Пан подошел к окну. В ворота корчмы въезжала карета. Высокие колеса, с хрустом продавив искрящийся под солнцем голубой ледок, остановились. Но из кареты никто не поспешил выйти. С передка спрыгнул гайдук, вошел в корчму. «Кого это принесло?» — с раздражением подумал пан Мнишек. Определенно — настроение его было вовсе худо, так как он даже и не заметил лучезарного солнышка над Варшавой. Но вот слух его уловил, что внизу, в зале, где подавали гостям пылающий перцем бигос и чесночные рубцы — гордость хозяина корчмы, — раздались громкие голоса, а минуту спустя застонала под чьими-то тяжелыми башмаками ведущая из зала в палаты пана Мнишека лестница.

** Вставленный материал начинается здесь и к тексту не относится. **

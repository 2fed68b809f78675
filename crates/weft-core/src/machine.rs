//! Target machine description.

use crate::engine::{Engine, EngineMap};
use crate::slot::AluOp;

/// Fixed layout of the memory image header.
///
/// The external image builder populates cells `0..SIZE` of main memory
/// with the kernel instance's counts and region base pointers; the emitter
/// reads the cells it needs at the top of the header phase.
pub mod header {
    /// Tree height.
    pub const TREE_HEIGHT: u32 = 0;
    /// Node count of the forest.
    pub const N_NODES: u32 = 1;
    /// Batch size (lane count).
    pub const BATCH_SIZE: u32 = 2;
    /// Round count.
    pub const ROUNDS: u32 = 3;
    /// Base of the forest node values.
    pub const FOREST_VALUES_P: u32 = 4;
    /// Base of the per-lane tree indices.
    pub const INP_INDICES_P: u32 = 5;
    /// Base of the per-lane accumulator values.
    pub const INP_VALUES_P: u32 = 6;
    /// Header length in cells (cell 7 is reserved).
    pub const SIZE: u32 = 8;
}

/// One stage of the fixed accumulator hash.
///
/// A stage computes `a' = (a op1 c1) op2 (a op3 c3)` over the machine's
/// wrapping 32-bit arithmetic. The emitter rewrites stages whose shape
/// allows it (see the kernel crate); this record is the semantic ground
/// truth both the reference kernel and the rewrites are checked against.
#[derive(Clone, Copy, Debug, PartialEq, Eq)]
pub struct HashStage {
    /// Opcode of the first pre-op.
    pub op1: AluOp,
    /// Constant of the first pre-op.
    pub c1: u32,
    /// Combining opcode.
    pub op2: AluOp,
    /// Opcode of the second pre-op.
    pub op3: AluOp,
    /// Constant of the second pre-op.
    pub c3: u32,
}

impl HashStage {
    /// Evaluate this stage on an accumulator value.
    pub fn apply(&self, a: u32) -> u32 {
        self.op2
            .apply(self.op1.apply(a, self.c1), self.op3.apply(a, self.c3))
    }
}

/// Description of the target machine.
///
/// Everything the compiler knows about the hardware: scratch capacity,
/// vector width, per-engine slot limits, and the hash stage table. Treated
/// as an opaque input: the compiler never assumes particular constants
/// beyond what the stage shapes expose.
#[derive(Clone, Debug, PartialEq, Eq)]
pub struct MachineSpec {
    /// Number of scratch cells. Cells are zero-initialised; a cell that is
    /// never written reads 0.
    pub scratch_size: usize,
    /// Vector width of the VALU, in lanes.
    pub vlen: usize,
    /// Per-cycle slot limit for each engine.
    pub slot_limits: EngineMap<usize>,
    /// The fixed multi-stage accumulator hash.
    pub hash_stages: Vec<HashStage>,
}

impl MachineSpec {
    /// Run the full hash over an accumulator value.
    pub fn hash(&self, mut a: u32) -> u32 {
        for stage in &self.hash_stages {
            a = stage.apply(a);
        }
        a
    }
}

impl Default for MachineSpec {
    /// The reference machine: 4096 scratch cells, 16-lane VALU, a wide
    /// VALU and narrow load/store/flow units, and the six-stage 32-bit
    /// integer mixing table.
    fn default() -> Self {
        let mut slot_limits = EngineMap::default();
        slot_limits[Engine::Alu] = 12;
        slot_limits[Engine::Valu] = 6;
        slot_limits[Engine::Load] = 2;
        slot_limits[Engine::Store] = 2;
        slot_limits[Engine::Flow] = 1;
        slot_limits[Engine::Debug] = 64;
        Self {
            scratch_size: 4096,
            vlen: 16,
            slot_limits,
            hash_stages: vec![
                HashStage {
                    op1: AluOp::Add,
                    c1: 0x7ED5_5D16,
                    op2: AluOp::Add,
                    op3: AluOp::Shl,
                    c3: 12,
                },
                HashStage {
                    op1: AluOp::Xor,
                    c1: 0xC761_C23C,
                    op2: AluOp::Xor,
                    op3: AluOp::Shr,
                    c3: 19,
                },
                HashStage {
                    op1: AluOp::Add,
                    c1: 0x1656_67B1,
                    op2: AluOp::Add,
                    op3: AluOp::Shl,
                    c3: 5,
                },
                HashStage {
                    op1: AluOp::Add,
                    c1: 0xD3A2_646C,
                    op2: AluOp::Xor,
                    op3: AluOp::Shl,
                    c3: 9,
                },
                HashStage {
                    op1: AluOp::Add,
                    c1: 0xFD70_46C5,
                    op2: AluOp::Add,
                    op3: AluOp::Shl,
                    c3: 3,
                },
                HashStage {
                    op1: AluOp::Xor,
                    c1: 0xB55A_4F09,
                    op2: AluOp::Xor,
                    op3: AluOp::Shr,
                    c3: 16,
                },
            ],
        }
    }
}

#[cfg(test)]
mod tests {
    use super::*;

    #[test]
    fn default_limits_are_sane() {
        let spec = MachineSpec::default();
        assert!(spec.slot_limits[Engine::Valu] > spec.slot_limits[Engine::Flow]);
        assert_eq!(spec.slot_limits[Engine::Flow], 1);
        assert_eq!(spec.hash_stages.len(), 6);
        assert!(spec.vlen.is_power_of_two());
    }

    #[test]
    fn hash_differs_from_identity_and_is_deterministic() {
        let spec = MachineSpec::default();
        let h = spec.hash(0xDEAD_BEEF);
        assert_ne!(h, 0xDEAD_BEEF);
        assert_eq!(h, spec.hash(0xDEAD_BEEF));
    }

    #[test]
    fn stage_matches_manual_evaluation() {
        let stage = HashStage {
            op1: AluOp::Add,
            c1: 7,
            op2: AluOp::Add,
            op3: AluOp::Shl,
            c3: 2,
        };
        // (a + 7) + (a << 2)
        assert_eq!(stage.apply(3), (3 + 7) + (3 << 2));
    }
}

Ступени скрипели отвратительно. Это было какое-то сочетание терзающих слух звуков:
Скр… хр… хр…
Казалось, что это сооружение создано не для удобства постояльцев корчмы, но для их испытания на крепость. Лестница угрожала, жаловалась, издевалась. Именно по таким ступеням, каждая из которых имела собственный голос, и должны были подниматься кредиторы к безнадежным должникам.
Скр… хр… хр…
Пан Мнишек болезненно сморщился. Не мог предположить, что сей миг шабаш дьявольских звуков следует воспринимать как божественную музыку, так как скрипы и шумы лестницы извещали о приближающемся его спасении.